Collected data entries:

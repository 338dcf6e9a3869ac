//! Error types for the device link.
//!
//! This module defines all error types used throughout the crate.
//!
//! # Usage
//!
//! All fallible operations return [`Result<T>`] which uses [`Error`]:
//!
//! ```ignore
//! use device_link::{Device, Result};
//!
//! async fn example(device: &Device) -> Result<()> {
//!     let contents = device.get_file("/etc/config").await?;
//!     println!("{contents}");
//!     Ok(())
//! }
//! ```
//!
//! # Error Categories
//!
//! | Category | Variants |
//! |----------|----------|
//! | Configuration | [`Error::Config`], [`Error::InvalidEndpoint`] |
//! | Connection | [`Error::ProviderEstablishment`], [`Error::NotConnected`], [`Error::Transport`], [`Error::ConnectionClosed`], [`Error::Superseded`], [`Error::Shutdown`] |
//! | Delivery | [`Error::SendExhausted`], [`Error::ResponseTimeout`] |
//! | Remote | [`Error::Remote`], [`Error::Protocol`] |
//! | Parsing | [`Error::Parse`], [`Error::Json`] |
//! | External | [`Error::Io`], [`Error::Base64`] |

// ============================================================================
// Imports
// ============================================================================

use std::io::Error as IoError;
use std::result::Result as StdResult;

use thiserror::Error;

// ============================================================================
// Result Alias
// ============================================================================

/// Result type alias using crate [`enum@Error`].
///
/// All fallible operations in this crate return this type.
pub type Result<T> = StdResult<T, Error>;

// ============================================================================
// Error Enum
// ============================================================================

/// Main error type for the crate.
#[derive(Error, Debug)]
pub enum Error {
    // ========================================================================
    // Configuration Errors
    // ========================================================================
    /// Configuration error.
    ///
    /// Returned when session configuration is invalid.
    #[error("Configuration error: {message}")]
    Config {
        /// Description of the configuration error.
        message: String,
    },

    /// Endpoint could not be parsed as a URL.
    #[error("Invalid endpoint: {0}")]
    InvalidEndpoint(#[from] url::ParseError),

    // ========================================================================
    // Connection Errors
    // ========================================================================
    /// The socket provider could not produce or start a connection.
    #[error("Failed to establish connection: {message}")]
    ProviderEstablishment {
        /// Description of the provider failure.
        message: String,
    },

    /// No usable connection is currently available.
    #[error("Not connected")]
    NotConnected,

    /// Writing to the current connection failed.
    #[error("Transport write failed: {message}")]
    Transport {
        /// Description of the write failure.
        message: String,
    },

    /// Connection closed unexpectedly.
    #[error("Connection closed")]
    ConnectionClosed,

    /// A readiness wait was invalidated by a newer connection generation.
    #[error("Connection generation {generation} was superseded")]
    Superseded {
        /// Generation the waiter was bound to.
        generation: u64,
    },

    /// The session was shut down while the operation was pending.
    #[error("Session shut down")]
    Shutdown,

    // ========================================================================
    // Delivery Errors
    // ========================================================================
    /// Every send attempt failed.
    ///
    /// Carries the wire text that could not be delivered.
    #[error("Reached maximum number of send attempts ({attempts}) for message: {message}")]
    SendExhausted {
        /// Total write attempts made.
        attempts: u32,
        /// The undeliverable wire message.
        message: String,
    },

    /// No reply with the expected name arrived before the deadline.
    #[error("No '{name}' response after {timeout_ms}ms")]
    ResponseTimeout {
        /// Reply name that was awaited.
        name: String,
        /// Milliseconds waited before timeout.
        timeout_ms: u64,
    },

    // ========================================================================
    // Remote Errors
    // ========================================================================
    /// The device answered a request with an error.
    #[error("{operation} failed: {detail}")]
    Remote {
        /// Operation that failed (e.g. `getFile`).
        operation: String,
        /// Server-supplied error detail.
        detail: String,
    },

    /// A reply did not have the expected shape.
    #[error("Protocol error: {message}")]
    Protocol {
        /// Description of the protocol violation.
        message: String,
    },

    // ========================================================================
    // Parse Errors
    // ========================================================================
    /// Inbound frame is JSON but lacks a usable discriminator.
    #[error("Parse error: {message}")]
    Parse {
        /// Description of the parse failure.
        message: String,
    },

    // ========================================================================
    // External Errors
    // ========================================================================
    /// IO error.
    #[error("IO error: {0}")]
    Io(#[from] IoError),

    /// JSON serialization error.
    #[error("JSON error: {0}")]
    Json(#[from] serde_json::Error),

    /// Base64 decoding error.
    #[error("Base64 error: {0}")]
    Base64(#[from] base64::DecodeError),
}

// ============================================================================
// Error Constructors
// ============================================================================

impl Error {
    /// Creates a configuration error.
    #[inline]
    pub fn config(message: impl Into<String>) -> Self {
        Self::Config {
            message: message.into(),
        }
    }

    /// Creates a provider establishment error.
    #[inline]
    pub fn provider(message: impl Into<String>) -> Self {
        Self::ProviderEstablishment {
            message: message.into(),
        }
    }

    /// Creates a transport write error.
    #[inline]
    pub fn transport(message: impl Into<String>) -> Self {
        Self::Transport {
            message: message.into(),
        }
    }

    /// Creates a superseded error.
    #[inline]
    pub fn superseded(generation: u64) -> Self {
        Self::Superseded { generation }
    }

    /// Creates a send exhausted error.
    #[inline]
    pub fn send_exhausted(attempts: u32, message: impl Into<String>) -> Self {
        Self::SendExhausted {
            attempts,
            message: message.into(),
        }
    }

    /// Creates a response timeout error.
    #[inline]
    pub fn response_timeout(name: impl Into<String>, timeout_ms: u64) -> Self {
        Self::ResponseTimeout {
            name: name.into(),
            timeout_ms,
        }
    }

    /// Creates a remote error.
    #[inline]
    pub fn remote(operation: impl Into<String>, detail: impl Into<String>) -> Self {
        Self::Remote {
            operation: operation.into(),
            detail: detail.into(),
        }
    }

    /// Creates a protocol error.
    #[inline]
    pub fn protocol(message: impl Into<String>) -> Self {
        Self::Protocol {
            message: message.into(),
        }
    }

    /// Creates a parse error.
    #[inline]
    pub fn parse(message: impl Into<String>) -> Self {
        Self::Parse {
            message: message.into(),
        }
    }
}

// ============================================================================
// Error Accessors & Predicates
// ============================================================================

impl Error {
    /// Returns the server-supplied detail of a [`Error::Remote`].
    #[inline]
    #[must_use]
    pub fn detail(&self) -> Option<&str> {
        match self {
            Self::Remote { detail, .. } => Some(detail),
            _ => None,
        }
    }

    /// Returns `true` if this is a timeout error.
    #[inline]
    #[must_use]
    pub fn is_timeout(&self) -> bool {
        matches!(self, Self::ResponseTimeout { .. })
    }

    /// Returns `true` if this is a connection error.
    #[inline]
    #[must_use]
    pub fn is_connection_error(&self) -> bool {
        matches!(
            self,
            Self::ProviderEstablishment { .. }
                | Self::NotConnected
                | Self::Transport { .. }
                | Self::ConnectionClosed
                | Self::Superseded { .. }
        )
    }

    /// Returns `true` if the device itself reported the failure.
    #[inline]
    #[must_use]
    pub fn is_remote(&self) -> bool {
        matches!(self, Self::Remote { .. })
    }

    /// Returns `true` if this error is recoverable.
    ///
    /// Recoverable errors may succeed on retry.
    #[inline]
    #[must_use]
    pub fn is_recoverable(&self) -> bool {
        matches!(
            self,
            Self::NotConnected
                | Self::Transport { .. }
                | Self::ConnectionClosed
                | Self::Superseded { .. }
                | Self::ResponseTimeout { .. }
        )
    }
}

// ============================================================================
// Tests
// ============================================================================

*PROBLEM TO WORK ON:* The expected result is a copy of each line in the records where "ProviderEstablishment" appears.

*EXERCISE RESPONSE:*
//! | Connection | [`Error::ProviderEstablishment`], [`Error::NotConnected`], [`Error::Transport`], [`Error::ConnectionClosed`], [`Error::Superseded`], [`Error::Shutdown`] |
    ProviderEstablishment {
        Self::ProviderEstablishment {
            Self::ProviderEstablishment { .. }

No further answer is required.